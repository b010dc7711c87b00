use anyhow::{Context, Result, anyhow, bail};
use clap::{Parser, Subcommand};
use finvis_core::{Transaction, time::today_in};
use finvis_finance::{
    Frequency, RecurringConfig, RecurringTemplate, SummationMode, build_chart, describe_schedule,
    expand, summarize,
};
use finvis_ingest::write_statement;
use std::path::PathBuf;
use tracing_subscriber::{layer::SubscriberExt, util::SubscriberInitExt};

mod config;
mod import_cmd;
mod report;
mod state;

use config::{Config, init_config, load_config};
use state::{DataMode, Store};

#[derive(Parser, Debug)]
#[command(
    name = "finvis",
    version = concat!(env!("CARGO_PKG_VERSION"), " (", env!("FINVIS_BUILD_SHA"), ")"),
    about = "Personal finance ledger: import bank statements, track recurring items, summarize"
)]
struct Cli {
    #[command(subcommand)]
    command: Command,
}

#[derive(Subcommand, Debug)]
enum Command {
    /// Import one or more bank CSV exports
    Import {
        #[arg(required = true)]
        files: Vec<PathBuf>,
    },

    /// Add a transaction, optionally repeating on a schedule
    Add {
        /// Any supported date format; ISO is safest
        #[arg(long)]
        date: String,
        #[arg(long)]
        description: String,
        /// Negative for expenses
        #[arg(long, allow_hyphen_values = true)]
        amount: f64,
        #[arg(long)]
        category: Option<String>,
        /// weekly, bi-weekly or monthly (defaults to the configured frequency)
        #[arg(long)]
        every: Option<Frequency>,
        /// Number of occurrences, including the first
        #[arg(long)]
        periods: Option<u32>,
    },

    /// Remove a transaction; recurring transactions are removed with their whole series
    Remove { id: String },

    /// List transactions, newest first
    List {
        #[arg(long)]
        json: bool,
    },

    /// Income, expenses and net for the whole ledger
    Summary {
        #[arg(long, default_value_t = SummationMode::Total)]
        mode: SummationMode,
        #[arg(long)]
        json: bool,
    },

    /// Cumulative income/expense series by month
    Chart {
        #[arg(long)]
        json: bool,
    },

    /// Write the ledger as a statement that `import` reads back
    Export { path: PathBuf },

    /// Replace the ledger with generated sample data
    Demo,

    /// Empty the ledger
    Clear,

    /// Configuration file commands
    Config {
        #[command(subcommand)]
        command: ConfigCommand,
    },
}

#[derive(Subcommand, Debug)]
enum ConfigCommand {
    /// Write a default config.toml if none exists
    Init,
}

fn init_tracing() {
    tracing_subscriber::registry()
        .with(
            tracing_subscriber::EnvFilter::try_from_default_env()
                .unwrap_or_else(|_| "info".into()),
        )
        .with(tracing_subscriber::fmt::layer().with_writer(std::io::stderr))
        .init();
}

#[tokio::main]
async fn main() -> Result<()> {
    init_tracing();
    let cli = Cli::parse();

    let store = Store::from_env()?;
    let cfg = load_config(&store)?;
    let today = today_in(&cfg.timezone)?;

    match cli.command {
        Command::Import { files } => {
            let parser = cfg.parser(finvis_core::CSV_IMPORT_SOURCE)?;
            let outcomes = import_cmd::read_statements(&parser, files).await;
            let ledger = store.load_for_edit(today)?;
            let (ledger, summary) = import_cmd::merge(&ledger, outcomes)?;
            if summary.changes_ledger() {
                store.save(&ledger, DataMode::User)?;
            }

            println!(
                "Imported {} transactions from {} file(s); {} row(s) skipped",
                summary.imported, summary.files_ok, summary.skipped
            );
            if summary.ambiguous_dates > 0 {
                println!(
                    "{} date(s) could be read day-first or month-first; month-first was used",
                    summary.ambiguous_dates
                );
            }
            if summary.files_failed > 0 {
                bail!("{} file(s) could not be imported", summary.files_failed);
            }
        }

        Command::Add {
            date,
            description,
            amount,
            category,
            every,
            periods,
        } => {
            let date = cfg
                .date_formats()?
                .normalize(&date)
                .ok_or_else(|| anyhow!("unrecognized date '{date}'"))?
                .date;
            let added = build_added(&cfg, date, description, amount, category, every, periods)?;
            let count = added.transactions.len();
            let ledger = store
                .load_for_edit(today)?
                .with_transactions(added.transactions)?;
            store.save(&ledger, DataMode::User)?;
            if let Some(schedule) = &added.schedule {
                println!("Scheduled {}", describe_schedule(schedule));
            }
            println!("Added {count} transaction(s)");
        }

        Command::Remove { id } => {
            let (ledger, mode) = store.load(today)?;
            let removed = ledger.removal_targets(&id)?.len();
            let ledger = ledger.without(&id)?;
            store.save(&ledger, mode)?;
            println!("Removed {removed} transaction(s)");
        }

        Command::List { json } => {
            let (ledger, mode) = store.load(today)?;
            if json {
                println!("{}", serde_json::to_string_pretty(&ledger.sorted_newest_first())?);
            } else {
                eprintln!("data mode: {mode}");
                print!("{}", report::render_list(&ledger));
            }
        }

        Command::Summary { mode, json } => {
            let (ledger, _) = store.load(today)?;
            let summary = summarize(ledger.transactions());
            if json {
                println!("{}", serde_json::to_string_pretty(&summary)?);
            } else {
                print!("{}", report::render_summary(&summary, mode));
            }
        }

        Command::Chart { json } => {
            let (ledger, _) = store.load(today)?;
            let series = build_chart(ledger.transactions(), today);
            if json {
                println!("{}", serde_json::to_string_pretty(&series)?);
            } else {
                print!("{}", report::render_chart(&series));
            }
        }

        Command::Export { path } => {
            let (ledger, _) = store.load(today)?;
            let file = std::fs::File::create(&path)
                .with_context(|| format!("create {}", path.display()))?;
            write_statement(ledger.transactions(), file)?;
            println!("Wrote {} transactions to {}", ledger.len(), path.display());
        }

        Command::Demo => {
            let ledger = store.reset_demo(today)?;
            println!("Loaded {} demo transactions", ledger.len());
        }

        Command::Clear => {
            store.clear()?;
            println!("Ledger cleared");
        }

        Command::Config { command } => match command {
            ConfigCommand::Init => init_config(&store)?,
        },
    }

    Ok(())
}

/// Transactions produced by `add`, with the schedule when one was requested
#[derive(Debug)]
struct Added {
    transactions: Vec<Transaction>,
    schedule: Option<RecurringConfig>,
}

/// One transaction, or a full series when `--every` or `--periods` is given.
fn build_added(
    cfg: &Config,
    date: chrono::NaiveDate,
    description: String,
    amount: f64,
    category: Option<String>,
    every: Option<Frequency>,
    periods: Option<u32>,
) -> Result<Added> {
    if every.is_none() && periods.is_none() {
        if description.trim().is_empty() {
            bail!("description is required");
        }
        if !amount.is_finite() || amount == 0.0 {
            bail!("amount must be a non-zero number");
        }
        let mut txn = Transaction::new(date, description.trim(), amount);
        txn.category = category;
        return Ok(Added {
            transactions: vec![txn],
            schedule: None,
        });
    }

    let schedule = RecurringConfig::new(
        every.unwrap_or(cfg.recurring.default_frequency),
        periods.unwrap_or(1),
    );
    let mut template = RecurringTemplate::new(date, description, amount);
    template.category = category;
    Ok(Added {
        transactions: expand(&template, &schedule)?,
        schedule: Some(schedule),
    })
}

——————

◆ About this task
Scan the material above for the word "display", and copy every line in which it is found.

◆ Answer to this problem
                .with_context(|| format!("create {}", path.display()))?;
            println!("Wrote {} transactions to {}", ledger.len(), path.display());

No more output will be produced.